* WHAT NEEDS TO BE DONE: Your output must match the data word for word, with every line included.

* RECORDS FOR THE EXERCISE:
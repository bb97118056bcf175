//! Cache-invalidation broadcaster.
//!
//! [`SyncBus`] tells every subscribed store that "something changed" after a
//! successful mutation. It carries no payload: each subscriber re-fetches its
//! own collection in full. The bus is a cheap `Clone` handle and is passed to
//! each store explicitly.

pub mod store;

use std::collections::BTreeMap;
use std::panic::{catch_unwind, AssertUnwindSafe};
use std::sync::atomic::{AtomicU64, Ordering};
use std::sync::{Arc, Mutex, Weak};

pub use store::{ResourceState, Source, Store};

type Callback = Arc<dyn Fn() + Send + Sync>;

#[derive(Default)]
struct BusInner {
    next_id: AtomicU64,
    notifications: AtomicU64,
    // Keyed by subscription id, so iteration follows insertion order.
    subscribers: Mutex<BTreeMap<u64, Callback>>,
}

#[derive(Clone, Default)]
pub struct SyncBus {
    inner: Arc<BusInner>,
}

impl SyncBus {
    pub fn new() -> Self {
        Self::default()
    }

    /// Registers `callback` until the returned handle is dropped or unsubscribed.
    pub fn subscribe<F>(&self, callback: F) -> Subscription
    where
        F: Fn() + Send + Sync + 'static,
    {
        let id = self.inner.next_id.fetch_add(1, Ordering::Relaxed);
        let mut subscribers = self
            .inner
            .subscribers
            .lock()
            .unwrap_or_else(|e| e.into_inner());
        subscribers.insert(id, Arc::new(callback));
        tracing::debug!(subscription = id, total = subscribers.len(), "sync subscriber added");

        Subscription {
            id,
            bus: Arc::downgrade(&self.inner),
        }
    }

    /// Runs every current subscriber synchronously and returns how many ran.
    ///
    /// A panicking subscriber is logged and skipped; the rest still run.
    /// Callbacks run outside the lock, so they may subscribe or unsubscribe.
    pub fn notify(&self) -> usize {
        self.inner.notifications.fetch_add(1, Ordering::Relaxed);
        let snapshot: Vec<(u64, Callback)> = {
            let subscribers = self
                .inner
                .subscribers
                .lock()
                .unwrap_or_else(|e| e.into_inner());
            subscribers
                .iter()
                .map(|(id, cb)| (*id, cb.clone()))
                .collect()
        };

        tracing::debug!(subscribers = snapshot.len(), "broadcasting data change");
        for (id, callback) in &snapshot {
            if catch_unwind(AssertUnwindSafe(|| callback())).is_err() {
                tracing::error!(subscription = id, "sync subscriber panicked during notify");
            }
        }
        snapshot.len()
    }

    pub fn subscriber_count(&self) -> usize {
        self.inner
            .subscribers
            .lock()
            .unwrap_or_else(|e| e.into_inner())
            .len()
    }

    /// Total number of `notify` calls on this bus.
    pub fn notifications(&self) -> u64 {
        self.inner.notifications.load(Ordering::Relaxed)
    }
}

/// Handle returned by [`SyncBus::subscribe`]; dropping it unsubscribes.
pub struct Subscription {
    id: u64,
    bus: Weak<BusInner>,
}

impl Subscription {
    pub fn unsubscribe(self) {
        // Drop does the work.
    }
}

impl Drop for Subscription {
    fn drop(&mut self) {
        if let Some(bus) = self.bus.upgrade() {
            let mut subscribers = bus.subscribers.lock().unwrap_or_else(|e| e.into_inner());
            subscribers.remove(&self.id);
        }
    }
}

* SOLUTION TO THIS PROBLEM:
repository bb97118056bcf175
//! Cache-invalidation broadcaster.
//!
//! [`SyncBus`] tells every subscribed store that "something changed" after a
//! successful mutation. It carries no payload: each subscriber re-fetches its
//! own collection in full. The bus is a cheap `Clone` handle and is passed to
//! each store explicitly.

pub mod store;

use std::collections::BTreeMap;
use std::panic::{catch_unwind, AssertUnwindSafe};
use std::sync::atomic::{AtomicU64, Ordering};
use std::sync::{Arc, Mutex, Weak};

pub use store::{ResourceState, Source, Store};

type Callback = Arc<dyn Fn() + Send + Sync>;

#[derive(Default)]
struct BusInner {
    next_id: AtomicU64,
    notifications: AtomicU64,
    // Keyed by subscription id, so iteration follows insertion order.
    subscribers: Mutex<BTreeMap<u64, Callback>>,
}

#[derive(Clone, Default)]
pub struct SyncBus {
    inner: Arc<BusInner>,
}

impl SyncBus {
    pub fn new() -> Self {
        Self::default()
    }

    /// Registers `callback` until the returned handle is dropped or unsubscribed.
    pub fn subscribe<F>(&self, callback: F) -> Subscription
    where
        F: Fn() + Send + Sync + 'static,
    {
        let id = self.inner.next_id.fetch_add(1, Ordering::Relaxed);
        let mut subscribers = self
            .inner
            .subscribers
            .lock()
            .unwrap_or_else(|e| e.into_inner());
        subscribers.insert(id, Arc::new(callback));
        tracing::debug!(subscription = id, total = subscribers.len(), "sync subscriber added");

        Subscription {
            id,
            bus: Arc::downgrade(&self.inner),
        }
    }

    /// Runs every current subscriber synchronously and returns how many ran.
    ///
    /// A panicking subscriber is logged and skipped; the rest still run.
    /// Callbacks run outside the lock, so they may subscribe or unsubscribe.
    pub fn notify(&self) -> usize {
        self.inner.notifications.fetch_add(1, Ordering::Relaxed);
        let snapshot: Vec<(u64, Callback)> = {
            let subscribers = self
                .inner
                .subscribers
                .lock()
                .unwrap_or_else(|e| e.into_inner());
            subscribers
                .iter()
                .map(|(id, cb)| (*id, cb.clone()))
                .collect()
        };

        tracing::debug!(subscribers = snapshot.len(), "broadcasting data change");
        for (id, callback) in &snapshot {
            if catch_unwind(AssertUnwindSafe(|| callback())).is_err() {
                tracing::error!(subscription = id, "sync subscriber panicked during notify");
            }
        }
        snapshot.len()
    }

    pub fn subscriber_count(&self) -> usize {
        self.inner
            .subscribers
            .lock()
            .unwrap_or_else(|e| e.into_inner())
            .len()
    }

    /// Total number of `notify` calls on this bus.
    pub fn notifications(&self) -> u64 {
        self.inner.notifications.load(Ordering::Relaxed)
    }
}

/// Handle returned by [`SyncBus::subscribe`]; dropping it unsubscribes.
pub struct Subscription {
    id: u64,
    bus: Weak<BusInner>,
}

impl Subscription {
    pub fn unsubscribe(self) {
        // Drop does the work.
    }
}

impl Drop for Subscription {
    fn drop(&mut self) {
        if let Some(bus) = self.bus.upgrade() {
            let mut subscribers = bus.subscribers.lock().unwrap_or_else(|e| e.into_inner());
            subscribers.remove(&self.id);
        }
    }
}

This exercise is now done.